Florida is not the first. In October, Louisiana’s treasurer pulled $794 million from the investment company, and Missouri’s treasurer sold off $500 million. A good start.
Meanwhile, Reuters reported that democrat officials argue that BlackRock does not focus enough on ESG issues.
💉 Yesterday, the Daily Mail UK ran a heartwarming story headlined, “Anti-Vaxxer Nurse Who Injected Up to 8,600 Elderly Patients With Saltwater Instead of Covid Vaccine Walks FREE From Court in Germany.”
German Red Cross nurse Antje T, 39, was initially fired after a co-worker reported her for using saline (“saltwater”) instead of mRNA to inject 8,600 patients, who were mostly elderly care home patients, hospital employees, educators and doctors over the age of 70.

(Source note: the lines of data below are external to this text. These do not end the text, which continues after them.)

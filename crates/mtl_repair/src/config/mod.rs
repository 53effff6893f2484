//! Configuration file support
//!
//! Repair settings can live next to an asset library as TOML or RON. The
//! format is picked from the file extension.

use std::path::Path;

pub use serde::{Serialize, Deserialize};

/// On-disk configuration formats
#[derive(Debug, Clone, Copy, PartialEq, Eq)]
pub enum ConfigFormat {
    /// `.toml`
    Toml,
    /// `.ron`
    Ron,
}

impl ConfigFormat {
    /// Detect the format from a path's extension (case-insensitive)
    pub fn from_path(path: &Path) -> Result<Self, ConfigError> {
        let ext = path
            .extension()
            .and_then(|e| e.to_str())
            .map(str::to_ascii_lowercase);
        match ext.as_deref() {
            Some("toml") => Ok(Self::Toml),
            Some("ron") => Ok(Self::Ron),
            _ => Err(ConfigError::UnsupportedFormat(path.display().to_string())),
        }
    }
}

/// Configuration trait
pub trait Config: Serialize + for<'de> Deserialize<'de> + Default {
    /// Parse configuration text in the given format
    fn from_str_as(contents: &str, format: ConfigFormat) -> Result<Self, ConfigError> {
        match format {
            ConfigFormat::Toml => toml::from_str(contents).map_err(|e| ConfigError::Parse(e.to_string())),
            ConfigFormat::Ron => ron::from_str(contents).map_err(|e| ConfigError::Parse(e.to_string())),
        }
    }

    /// Load configuration from file
    fn load_from_file(path: impl AsRef<Path>) -> Result<Self, ConfigError> {
        let path = path.as_ref();
        let format = ConfigFormat::from_path(path)?;
        let contents = std::fs::read_to_string(path)?;
        Self::from_str_as(&contents, format)
    }

    /// Save configuration to file
    fn save_to_file(&self, path: impl AsRef<Path>) -> Result<(), ConfigError> {
        let path = path.as_ref();
        let contents = match ConfigFormat::from_path(path)? {
            ConfigFormat::Toml => toml::to_string_pretty(self)
                .map_err(|e| ConfigError::Serialize(e.to_string()))?,
            ConfigFormat::Ron => ron::ser::to_string_pretty(self, ron::ser::PrettyConfig::default())
                .map_err(|e| ConfigError::Serialize(e.to_string()))?,
        };
        std::fs::write(path, contents)?;
        Ok(())
    }
}

/// Configuration errors
#[derive(thiserror::Error, Debug)]
pub enum ConfigError {
    /// IO error
    #[error("IO error: {0}")]
    Io(#[from] std::io::Error),

    /// Parse error
    #[error("Parse error: {0}")]
    Parse(String),

    /// Serialization error
    #[error("Serialization error: {0}")]
    Serialize(String),

    /// Unsupported format
    #[error("Unsupported config format: {0} (expected .toml or .ron)")]
    UnsupportedFormat(String),

    /// Value out of its allowed range
    #[error("Invalid value: {0}")]
    Invalid(String),
}
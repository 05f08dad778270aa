#![forbid(unsafe_code)]

//! `crash-relay`: Slack Events API relay binary.
//!
//! Loads configuration and credentials, builds the Slack and webhook
//! clients, and serves the events endpoint until Ctrl-C or SIGTERM.

use std::path::PathBuf;
use std::sync::Arc;

use clap::{Parser, ValueEnum};
use tokio_util::sync::CancellationToken;
use tracing::{error, info};
use tracing_subscriber::{fmt, EnvFilter};

use crash_relay::config::RelayConfig;
use crash_relay::forward::webhook::WebhookForwarder;
use crash_relay::server::{self, ServerState};
use crash_relay::slack::client::SlackService;
use crash_relay::slack::events::EventDispatcher;
use crash_relay::slack::signature::SignatureVerifier;
use crash_relay::{AppError, Result};

#[derive(Debug, Copy, Clone, Eq, PartialEq, ValueEnum)]
enum LogFormat {
    Text,
    Json,
}

#[derive(Debug, Parser)]
#[command(name = "crash-relay", about = "Slack event relay", version, long_about = None)]
struct Cli {
    /// Optional TOML configuration file; defaults apply when omitted.
    #[arg(long)]
    config: Option<PathBuf>,

    /// Log output format (text or json).
    #[arg(long, value_enum, default_value_t = LogFormat::Text)]
    log_format: LogFormat,
}

fn main() -> Result<()> {
    let args = Cli::parse();
    init_tracing(args.log_format)?;
    info!("crash-relay bootstrap");

    tokio::runtime::Builder::new_multi_thread()
        .enable_all()
        .build()
        .map_err(|err| AppError::Config(format!("failed to build tokio runtime: {err}")))?
        .block_on(run(args))
}

async fn run(args: Cli) -> Result<()> {
    // ── Load configuration ──────────────────────────────
    let mut config = match args.config {
        Some(path) => RelayConfig::load_from_path(path)?,
        None => RelayConfig::default(),
    };
    config.load_credentials()?;
    info!("configuration loaded");

    // ── Build outbound clients ──────────────────────────
    let slack = SlackService::new(&config.credentials.bot_token).map_err(|err| {
        error!(%err, "slack client init failed");
        err
    })?;
    let webhook =
        WebhookForwarder::new(config.credentials.webhook_url.clone(), config.outbound_timeout())?;

    let dispatcher =
        EventDispatcher::new(Arc::new(slack), Arc::new(webhook), config.outbound_timeout());
    let state = Arc::new(ServerState {
        dispatcher,
        verifier: SignatureVerifier::new(
            config.credentials.signing_secret.clone(),
            config.signature_tolerance_seconds,
        ),
    });

    // ── Start HTTP endpoint ─────────────────────────────
    let bind = config.bind_address();
    let listener = tokio::net::TcpListener::bind(&bind)
        .await
        .map_err(|err| AppError::Config(format!("failed to bind {bind}: {err}")))?;

    let ct = CancellationToken::new();
    let server_ct = ct.clone();
    let router = server::router(&config.events_path, state);
    let server_handle = tokio::spawn(async move {
        if let Err(err) = server::serve(listener, router, server_ct).await {
            error!(%err, "http server failed");
        }
    });

    info!(events_path = %config.events_path, "relay ready");

    // ── Wait for shutdown signal ────────────────────────
    shutdown_signal().await;
    info!("shutdown signal received");
    ct.cancel();

    if let Err(err) = server::join_server(server_handle).await {
        error!(%err, "http server task ended abnormally");
    }
    info!("crash-relay shut down");

    Ok(())
}

async fn shutdown_signal() {
    let ctrl_c = tokio::signal::ctrl_c();

    #[cfg(unix)]
    {
        match tokio::signal::unix::signal(tokio::signal::unix::SignalKind::terminate()) {
            Ok(mut sigterm) => {
                tokio::select! {
                    _ = ctrl_c => {}
                    _ = sigterm.recv() => {}
                }
            }
            Err(err) => {
                tracing::warn!(%err, "failed to register SIGTERM handler, using ctrl-c only");
                let _ = ctrl_c.await;
            }
        }
    }

    #[cfg(not(unix))]
    {
        if let Err(err) = ctrl_c.await {
            tracing::error!(%err, "ctrl-c signal handler failed");
        }
    }
}

fn init_tracing(log_format: LogFormat) -> Result<()> {
    let env_filter = EnvFilter::try_from_default_env().unwrap_or_else(|_| EnvFilter::new("info"));
    let subscriber = fmt().with_env_filter(env_filter);

    match log_format {
        LogFormat::Text => subscriber
            .try_init()
            .map_err(|err| AppError::Config(format!("failed to init tracing: {err}")))?,
        LogFormat::Json => subscriber
            .json()
            .try_init()
            .map_err(|err| AppError::Config(format!("failed to init tracing: {err}")))?,
    }

    Ok(())
}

After being fired, she was convicted of six counts of intentional assault in the Oldenburg District Court on November 30th. Her nursing license was revoked and she was given six months probation. This sentence alarmed the Daily Mail’s reporter, who described the punishment not even as a slap on the wrist but as “walking free.”
The reason for the light sentence appeared to be that prosecutors were only able to PROVE six shots were saline and not mRNA, and they tried but failed to link the nurse’s anti-vaxx Facebook posts with an intent to defraud patients. In other words, Nurse T had a good lawyer.
🔥 Morrison Forrestor, a law firm specializing in helping pharma get FDA approval, tweeted this week celebrating the FDA’s November 16th approval of its client’s new fake chicken product: lab-cultured chicken cells.
Why? Why do we need to do this? What’s wrong with PROPER chicken wings? Why must we play God and create our own gross chicken “stuff?”
Anyway, it’s spreading. On the same day, November 17th, the FDA issued a statement titled, “FDA Spurs Innovation for Human Food from Animal Cell Culture Technology.” Summarizing various other alarming things in its statement about how excited the FDA is to help bring lab-grown meat to market, it said “The FDA is ready to work with additional firms developing cultured animal cell food and production processes[.]”
In totally unrelated news, I’m looking for some good plans for an attractive, easy-to-maintain chicken coop. I’m going to be a chicken rancher!
Have a fabulous Friday and I’ll see you back here tomorrow for the weekend edition.